- [Supplied information]
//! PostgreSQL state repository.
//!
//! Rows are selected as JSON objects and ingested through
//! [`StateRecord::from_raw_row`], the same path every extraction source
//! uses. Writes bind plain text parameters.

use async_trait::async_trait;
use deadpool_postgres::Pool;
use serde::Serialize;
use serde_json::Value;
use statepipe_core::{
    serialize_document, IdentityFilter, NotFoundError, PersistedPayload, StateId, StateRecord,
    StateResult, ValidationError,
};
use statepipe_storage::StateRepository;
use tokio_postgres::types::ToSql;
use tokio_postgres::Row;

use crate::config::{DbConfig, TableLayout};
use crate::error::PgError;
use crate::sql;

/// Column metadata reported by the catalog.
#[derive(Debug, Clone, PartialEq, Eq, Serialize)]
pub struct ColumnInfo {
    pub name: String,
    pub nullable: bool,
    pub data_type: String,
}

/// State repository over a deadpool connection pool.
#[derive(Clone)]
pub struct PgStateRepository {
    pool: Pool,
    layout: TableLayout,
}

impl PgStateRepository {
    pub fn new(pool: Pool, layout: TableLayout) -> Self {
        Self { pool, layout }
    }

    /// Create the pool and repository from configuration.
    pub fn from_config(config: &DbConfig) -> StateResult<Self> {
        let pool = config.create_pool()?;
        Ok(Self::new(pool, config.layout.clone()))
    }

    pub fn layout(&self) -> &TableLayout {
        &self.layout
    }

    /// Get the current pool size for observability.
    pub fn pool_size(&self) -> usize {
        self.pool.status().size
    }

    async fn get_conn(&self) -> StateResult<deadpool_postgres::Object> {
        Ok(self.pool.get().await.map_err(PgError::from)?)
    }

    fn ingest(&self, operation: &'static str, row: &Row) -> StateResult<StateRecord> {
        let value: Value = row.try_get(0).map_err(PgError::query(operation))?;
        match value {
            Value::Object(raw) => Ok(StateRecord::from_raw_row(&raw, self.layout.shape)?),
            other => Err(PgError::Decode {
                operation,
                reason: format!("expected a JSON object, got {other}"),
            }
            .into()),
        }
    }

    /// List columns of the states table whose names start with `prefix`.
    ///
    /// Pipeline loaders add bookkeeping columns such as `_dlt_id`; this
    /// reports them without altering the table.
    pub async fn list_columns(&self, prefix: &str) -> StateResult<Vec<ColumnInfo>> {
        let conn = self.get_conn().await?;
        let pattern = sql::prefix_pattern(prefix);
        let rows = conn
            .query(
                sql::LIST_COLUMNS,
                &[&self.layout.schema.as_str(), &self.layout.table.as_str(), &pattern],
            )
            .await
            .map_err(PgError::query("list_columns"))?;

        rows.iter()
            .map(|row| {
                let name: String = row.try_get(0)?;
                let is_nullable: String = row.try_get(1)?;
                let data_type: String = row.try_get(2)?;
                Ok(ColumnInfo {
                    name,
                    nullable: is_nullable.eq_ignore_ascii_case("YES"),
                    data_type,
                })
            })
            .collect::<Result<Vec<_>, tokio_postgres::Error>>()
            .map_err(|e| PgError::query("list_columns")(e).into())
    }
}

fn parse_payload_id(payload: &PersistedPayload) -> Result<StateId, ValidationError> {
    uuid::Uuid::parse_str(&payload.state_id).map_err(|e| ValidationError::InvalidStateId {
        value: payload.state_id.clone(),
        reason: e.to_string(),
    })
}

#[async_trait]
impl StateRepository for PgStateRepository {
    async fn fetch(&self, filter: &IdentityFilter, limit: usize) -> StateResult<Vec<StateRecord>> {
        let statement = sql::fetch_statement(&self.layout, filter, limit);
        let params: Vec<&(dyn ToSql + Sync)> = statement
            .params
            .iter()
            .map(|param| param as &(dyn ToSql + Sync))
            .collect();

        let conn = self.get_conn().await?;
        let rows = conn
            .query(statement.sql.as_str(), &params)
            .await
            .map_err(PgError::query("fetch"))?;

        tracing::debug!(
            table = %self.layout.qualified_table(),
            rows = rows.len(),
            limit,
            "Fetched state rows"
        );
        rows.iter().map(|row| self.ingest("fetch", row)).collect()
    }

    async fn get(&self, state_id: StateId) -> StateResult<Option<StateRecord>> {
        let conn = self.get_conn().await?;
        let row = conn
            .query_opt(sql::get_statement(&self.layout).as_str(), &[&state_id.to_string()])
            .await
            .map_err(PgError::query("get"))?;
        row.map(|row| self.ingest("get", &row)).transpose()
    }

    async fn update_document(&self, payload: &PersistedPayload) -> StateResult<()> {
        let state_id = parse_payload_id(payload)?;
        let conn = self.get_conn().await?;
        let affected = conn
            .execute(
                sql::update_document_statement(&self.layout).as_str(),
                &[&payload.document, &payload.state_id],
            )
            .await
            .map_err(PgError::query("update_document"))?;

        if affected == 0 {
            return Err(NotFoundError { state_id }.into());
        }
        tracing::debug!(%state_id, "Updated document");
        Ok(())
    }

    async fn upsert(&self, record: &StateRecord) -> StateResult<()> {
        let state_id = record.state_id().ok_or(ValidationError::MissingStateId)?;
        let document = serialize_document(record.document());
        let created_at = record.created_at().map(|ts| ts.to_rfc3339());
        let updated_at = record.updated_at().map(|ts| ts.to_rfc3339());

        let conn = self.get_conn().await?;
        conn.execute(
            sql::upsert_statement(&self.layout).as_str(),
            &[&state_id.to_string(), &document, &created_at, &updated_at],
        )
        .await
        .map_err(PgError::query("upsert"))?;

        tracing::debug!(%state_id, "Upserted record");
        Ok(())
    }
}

- [Work required] Type out the records again exactly, line for line.

- [Solution for this task]
//! PostgreSQL state repository.
//!
//! Rows are selected as JSON objects and ingested through
//! [`StateRecord::from_raw_row`], the same path every extraction source
//! uses. Writes bind plain text parameters.

use async_trait::async_trait;
use deadpool_postgres::Pool;
use serde::Serialize;
use serde_json::Value;
use statepipe_core::{
    serialize_document, IdentityFilter, NotFoundError, PersistedPayload, StateId, StateRecord,
    StateResult, ValidationError,
};
use statepipe_storage::StateRepository;
use tokio_postgres::types::ToSql;
use tokio_postgres::Row;

use crate::config::{DbConfig, TableLayout};
use crate::error::PgError;
use crate::sql;

/// Column metadata reported by the catalog.
#[derive(Debug, Clone, PartialEq, Eq, Serialize)]
pub struct ColumnInfo {
    pub name: String,
    pub nullable: bool,
    pub data_type: String,
}

/// State repository over a deadpool connection pool.
#[derive(Clone)]
pub struct PgStateRepository {
    pool: Pool,
    layout: TableLayout,
}

impl PgStateRepository {
    pub fn new(pool: Pool, layout: TableLayout) -> Self {
        Self { pool, layout }
    }

    /// Create the pool and repository from configuration.
    pub fn from_config(config: &DbConfig) -> StateResult<Self> {
        let pool = config.create_pool()?;
        Ok(Self::new(pool, config.layout.clone()))
    }

    pub fn layout(&self) -> &TableLayout {
        &self.layout
    }

    /// Get the current pool size for observability.
    pub fn pool_size(&self) -> usize {
        self.pool.status().size
    }

    async fn get_conn(&self) -> StateResult<deadpool_postgres::Object> {
        Ok(self.pool.get().await.map_err(PgError::from)?)
    }

    fn ingest(&self, operation: &'static str, row: &Row) -> StateResult<StateRecord> {
        let value: Value = row.try_get(0).map_err(PgError::query(operation))?;
        match value {
            Value::Object(raw) => Ok(StateRecord::from_raw_row(&raw, self.layout.shape)?),
            other => Err(PgError::Decode {
                operation,
                reason: format!("expected a JSON object, got {other}"),
            }
            .into()),
        }
    }

    /// List columns of the states table whose names start with `prefix`.
    ///
    /// Pipeline loaders add bookkeeping columns such as `_dlt_id`; this
    /// reports them without altering the table.
    pub async fn list_columns(&self, prefix: &str) -> StateResult<Vec<ColumnInfo>> {
        let conn = self.get_conn().await?;
        let pattern = sql::prefix_pattern(prefix);
        let rows = conn
            .query(
                sql::LIST_COLUMNS,
                &[&self.layout.schema.as_str(), &self.layout.table.as_str(), &pattern],
            )
            .await
            .map_err(PgError::query("list_columns"))?;

        rows.iter()
            .map(|row| {
                let name: String = row.try_get(0)?;
                let is_nullable: String = row.try_get(1)?;
                let data_type: String = row.try_get(2)?;
                Ok(ColumnInfo {
                    name,
                    nullable: is_nullable.eq_ignore_ascii_case("YES"),
                    data_type,
                })
            })
            .collect::<Result<Vec<_>, tokio_postgres::Error>>()
            .map_err(|e| PgError::query("list_columns")(e).into())
    }
}

fn parse_payload_id(payload: &PersistedPayload) -> Result<StateId, ValidationError> {
    uuid::Uuid::parse_str(&payload.state_id).map_err(|e| ValidationError::InvalidStateId {
        value: payload.state_id.clone(),
        reason: e.to_string(),
    })
}

#[async_trait]
impl StateRepository for PgStateRepository {
    async fn fetch(&self, filter: &IdentityFilter, limit: usize) -> StateResult<Vec<StateRecord>> {
        let statement = sql::fetch_statement(&self.layout, filter, limit);
        let params: Vec<&(dyn ToSql + Sync)> = statement
            .params
            .iter()
            .map(|param| param as &(dyn ToSql + Sync))
            .collect();

        let conn = self.get_conn().await?;
        let rows = conn
            .query(statement.sql.as_str(), &params)
            .await
            .map_err(PgError::query("fetch"))?;

        tracing::debug!(
            table = %self.layout.qualified_table(),
            rows = rows.len(),
            limit,
            "Fetched state rows"
        );
        rows.iter().map(|row| self.ingest("fetch", row)).collect()
    }

    async fn get(&self, state_id: StateId) -> StateResult<Option<StateRecord>> {
        let conn = self.get_conn().await?;
        let row = conn
            .query_opt(sql::get_statement(&self.layout).as_str(), &[&state_id.to_string()])
            .await
            .map_err(PgError::query("get"))?;
        row.map(|row| self.ingest("get", &row)).transpose()
    }

    async fn update_document(&self, payload: &PersistedPayload) -> StateResult<()> {
        let state_id = parse_payload_id(payload)?;
        let conn = self.get_conn().await?;
        let affected = conn
            .execute(
                sql::update_document_statement(&self.layout).as_str(),
                &[&payload.document, &payload.state_id],
            )
            .await
            .map_err(PgError::query("update_document"))?;

        if affected == 0 {
            return Err(NotFoundError { state_id }.into());
        }
        tracing::debug!(%state_id, "Updated document");
        Ok(())
    }

    async fn upsert(&self, record: &StateRecord) -> StateResult<()> {
        let state_id = record.state_id().ok_or(ValidationError::MissingStateId)?;
        let document = serialize_document(record.document());
        let created_at = record.created_at().map(|ts| ts.to_rfc3339());
        let updated_at = record.updated_at().map(|ts| ts.to_rfc3339());

        let conn = self.get_conn().await?;
        conn.execute(
            sql::upsert_statement(&self.layout).as_str(),
            &[&state_id.to_string(), &document, &created_at, &updated_at],
        )
        .await
        .map_err(PgError::query("upsert"))?;

        tracing::debug!(%state_id, "Upserted record");
        Ok(())
    }
}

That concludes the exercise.